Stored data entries
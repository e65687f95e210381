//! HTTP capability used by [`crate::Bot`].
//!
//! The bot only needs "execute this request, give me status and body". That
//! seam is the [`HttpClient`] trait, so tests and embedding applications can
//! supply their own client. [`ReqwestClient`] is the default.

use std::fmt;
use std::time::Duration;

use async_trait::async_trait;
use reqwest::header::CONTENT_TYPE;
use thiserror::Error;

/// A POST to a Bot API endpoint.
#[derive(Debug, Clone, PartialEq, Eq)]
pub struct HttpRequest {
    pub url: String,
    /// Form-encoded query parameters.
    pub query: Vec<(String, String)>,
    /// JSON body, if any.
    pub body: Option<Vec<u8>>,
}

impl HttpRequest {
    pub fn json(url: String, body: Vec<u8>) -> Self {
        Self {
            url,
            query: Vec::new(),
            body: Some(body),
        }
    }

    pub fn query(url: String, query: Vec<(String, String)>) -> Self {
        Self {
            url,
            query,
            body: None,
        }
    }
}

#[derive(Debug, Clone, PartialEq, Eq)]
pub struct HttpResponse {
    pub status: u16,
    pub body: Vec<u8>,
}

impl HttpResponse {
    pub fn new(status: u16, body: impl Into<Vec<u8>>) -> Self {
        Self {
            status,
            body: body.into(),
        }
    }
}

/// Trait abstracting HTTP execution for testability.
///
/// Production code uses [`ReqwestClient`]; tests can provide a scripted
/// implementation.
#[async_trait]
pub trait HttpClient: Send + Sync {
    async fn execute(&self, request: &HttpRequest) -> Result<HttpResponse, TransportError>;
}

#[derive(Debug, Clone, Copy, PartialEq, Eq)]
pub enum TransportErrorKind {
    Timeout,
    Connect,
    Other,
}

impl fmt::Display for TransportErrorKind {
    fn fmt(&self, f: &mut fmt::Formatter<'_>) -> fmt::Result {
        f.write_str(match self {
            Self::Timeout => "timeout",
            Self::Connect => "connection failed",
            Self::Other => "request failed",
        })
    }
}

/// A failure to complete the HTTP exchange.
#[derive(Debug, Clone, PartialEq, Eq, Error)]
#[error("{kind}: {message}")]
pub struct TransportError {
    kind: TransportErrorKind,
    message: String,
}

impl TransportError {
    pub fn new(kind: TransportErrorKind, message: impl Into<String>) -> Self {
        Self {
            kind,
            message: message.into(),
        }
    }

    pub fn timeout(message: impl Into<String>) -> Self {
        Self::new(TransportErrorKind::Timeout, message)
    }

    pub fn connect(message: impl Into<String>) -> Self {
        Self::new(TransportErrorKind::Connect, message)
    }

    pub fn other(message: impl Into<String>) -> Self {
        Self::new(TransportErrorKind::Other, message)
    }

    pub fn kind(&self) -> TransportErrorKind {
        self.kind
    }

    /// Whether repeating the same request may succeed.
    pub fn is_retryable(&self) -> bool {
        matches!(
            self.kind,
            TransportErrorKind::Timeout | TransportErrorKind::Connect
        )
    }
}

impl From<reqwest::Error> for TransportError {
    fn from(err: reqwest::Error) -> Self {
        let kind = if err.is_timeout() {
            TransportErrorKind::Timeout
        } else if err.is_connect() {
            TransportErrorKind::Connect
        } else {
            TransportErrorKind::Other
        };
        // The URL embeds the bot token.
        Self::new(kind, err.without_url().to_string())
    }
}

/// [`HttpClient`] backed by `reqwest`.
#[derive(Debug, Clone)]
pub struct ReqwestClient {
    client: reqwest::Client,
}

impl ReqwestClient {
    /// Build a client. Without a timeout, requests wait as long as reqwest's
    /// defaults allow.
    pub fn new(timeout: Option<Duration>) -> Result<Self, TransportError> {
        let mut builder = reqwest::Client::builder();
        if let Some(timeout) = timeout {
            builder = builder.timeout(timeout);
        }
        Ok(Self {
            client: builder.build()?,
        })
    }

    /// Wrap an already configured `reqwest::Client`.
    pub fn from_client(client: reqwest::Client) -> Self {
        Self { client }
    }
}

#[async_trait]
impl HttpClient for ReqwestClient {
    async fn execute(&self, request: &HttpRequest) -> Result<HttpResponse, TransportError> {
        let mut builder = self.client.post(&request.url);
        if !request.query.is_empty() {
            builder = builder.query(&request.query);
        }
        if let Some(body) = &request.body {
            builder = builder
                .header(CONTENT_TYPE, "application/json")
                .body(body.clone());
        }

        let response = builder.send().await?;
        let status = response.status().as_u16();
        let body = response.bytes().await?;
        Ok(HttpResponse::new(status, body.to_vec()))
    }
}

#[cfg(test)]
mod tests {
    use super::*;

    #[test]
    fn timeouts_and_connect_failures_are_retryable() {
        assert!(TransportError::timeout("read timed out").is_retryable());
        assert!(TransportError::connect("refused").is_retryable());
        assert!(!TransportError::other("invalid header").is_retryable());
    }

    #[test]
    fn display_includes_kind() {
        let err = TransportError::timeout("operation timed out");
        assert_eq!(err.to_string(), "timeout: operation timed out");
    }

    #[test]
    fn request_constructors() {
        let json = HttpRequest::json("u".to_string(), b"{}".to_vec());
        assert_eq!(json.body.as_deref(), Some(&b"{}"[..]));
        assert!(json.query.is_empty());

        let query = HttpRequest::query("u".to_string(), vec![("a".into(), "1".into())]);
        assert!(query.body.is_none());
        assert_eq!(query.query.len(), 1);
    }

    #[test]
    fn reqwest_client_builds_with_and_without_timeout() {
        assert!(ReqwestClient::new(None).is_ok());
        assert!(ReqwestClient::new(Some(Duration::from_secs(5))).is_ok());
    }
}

Problem details:
The records shown above must be returned in full, exactly as written.

Result below:
repository e65687f95e210381
//! HTTP capability used by [`crate::Bot`].
//!
//! The bot only needs "execute this request, give me status and body". That
//! seam is the [`HttpClient`] trait, so tests and embedding applications can
//! supply their own client. [`ReqwestClient`] is the default.

use std::fmt;
use std::time::Duration;

use async_trait::async_trait;
use reqwest::header::CONTENT_TYPE;
use thiserror::Error;

/// A POST to a Bot API endpoint.
#[derive(Debug, Clone, PartialEq, Eq)]
pub struct HttpRequest {
    pub url: String,
    /// Form-encoded query parameters.
    pub query: Vec<(String, String)>,
    /// JSON body, if any.
    pub body: Option<Vec<u8>>,
}

impl HttpRequest {
    pub fn json(url: String, body: Vec<u8>) -> Self {
        Self {
            url,
            query: Vec::new(),
            body: Some(body),
        }
    }

    pub fn query(url: String, query: Vec<(String, String)>) -> Self {
        Self {
            url,
            query,
            body: None,
        }
    }
}

#[derive(Debug, Clone, PartialEq, Eq)]
pub struct HttpResponse {
    pub status: u16,
    pub body: Vec<u8>,
}

impl HttpResponse {
    pub fn new(status: u16, body: impl Into<Vec<u8>>) -> Self {
        Self {
            status,
            body: body.into(),
        }
    }
}

/// Trait abstracting HTTP execution for testability.
///
/// Production code uses [`ReqwestClient`]; tests can provide a scripted
/// implementation.
#[async_trait]
pub trait HttpClient: Send + Sync {
    async fn execute(&self, request: &HttpRequest) -> Result<HttpResponse, TransportError>;
}

#[derive(Debug, Clone, Copy, PartialEq, Eq)]
pub enum TransportErrorKind {
    Timeout,
    Connect,
    Other,
}

impl fmt::Display for TransportErrorKind {
    fn fmt(&self, f: &mut fmt::Formatter<'_>) -> fmt::Result {
        f.write_str(match self {
            Self::Timeout => "timeout",
            Self::Connect => "connection failed",
            Self::Other => "request failed",
        })
    }
}

/// A failure to complete the HTTP exchange.
#[derive(Debug, Clone, PartialEq, Eq, Error)]
#[error("{kind}: {message}")]
pub struct TransportError {
    kind: TransportErrorKind,
    message: String,
}

impl TransportError {
    pub fn new(kind: TransportErrorKind, message: impl Into<String>) -> Self {
        Self {
            kind,
            message: message.into(),
        }
    }

    pub fn timeout(message: impl Into<String>) -> Self {
        Self::new(TransportErrorKind::Timeout, message)
    }

    pub fn connect(message: impl Into<String>) -> Self {
        Self::new(TransportErrorKind::Connect, message)
    }

    pub fn other(message: impl Into<String>) -> Self {
        Self::new(TransportErrorKind::Other, message)
    }

    pub fn kind(&self) -> TransportErrorKind {
        self.kind
    }

    /// Whether repeating the same request may succeed.
    pub fn is_retryable(&self) -> bool {
        matches!(
            self.kind,
            TransportErrorKind::Timeout | TransportErrorKind::Connect
        )
    }
}

impl From<reqwest::Error> for TransportError {
    fn from(err: reqwest::Error) -> Self {
        let kind = if err.is_timeout() {
            TransportErrorKind::Timeout
        } else if err.is_connect() {
            TransportErrorKind::Connect
        } else {
            TransportErrorKind::Other
        };
        // The URL embeds the bot token.
        Self::new(kind, err.without_url().to_string())
    }
}

/// [`HttpClient`] backed by `reqwest`.
#[derive(Debug, Clone)]
pub struct ReqwestClient {
    client: reqwest::Client,
}

impl ReqwestClient {
    /// Build a client. Without a timeout, requests wait as long as reqwest's
    /// defaults allow.
    pub fn new(timeout: Option<Duration>) -> Result<Self, TransportError> {
        let mut builder = reqwest::Client::builder();
        if let Some(timeout) = timeout {
            builder = builder.timeout(timeout);
        }
        Ok(Self {
            client: builder.build()?,
        })
    }

    /// Wrap an already configured `reqwest::Client`.
    pub fn from_client(client: reqwest::Client) -> Self {
        Self { client }
    }
}

#[async_trait]
impl HttpClient for ReqwestClient {
    async fn execute(&self, request: &HttpRequest) -> Result<HttpResponse, TransportError> {
        let mut builder = self.client.post(&request.url);
        if !request.query.is_empty() {
            builder = builder.query(&request.query);
        }
        if let Some(body) = &request.body {
            builder = builder
                .header(CONTENT_TYPE, "application/json")
                .body(body.clone());
        }

        let response = builder.send().await?;
        let status = response.status().as_u16();
        let body = response.bytes().await?;
        Ok(HttpResponse::new(status, body.to_vec()))
    }
}

#[cfg(test)]
mod tests {
    use super::*;

    #[test]
    fn timeouts_and_connect_failures_are_retryable() {
        assert!(TransportError::timeout("read timed out").is_retryable());
        assert!(TransportError::connect("refused").is_retryable());
        assert!(!TransportError::other("invalid header").is_retryable());
    }

    #[test]
    fn display_includes_kind() {
        let err = TransportError::timeout("operation timed out");
        assert_eq!(err.to_string(), "timeout: operation timed out");
    }

    #[test]
    fn request_constructors() {
        let json = HttpRequest::json("u".to_string(), b"{}".to_vec());
        assert_eq!(json.body.as_deref(), Some(&b"{}"[..]));
        assert!(json.query.is_empty());

        let query = HttpRequest::query("u".to_string(), vec![("a".into(), "1".into())]);
        assert!(query.body.is_none());
        assert_eq!(query.query.len(), 1);
    }

    #[test]
    fn reqwest_client_builds_with_and_without_timeout() {
        assert!(ReqwestClient::new(None).is_ok());
        assert!(ReqwestClient::new(Some(Duration::from_secs(5))).is_ok());
    }
}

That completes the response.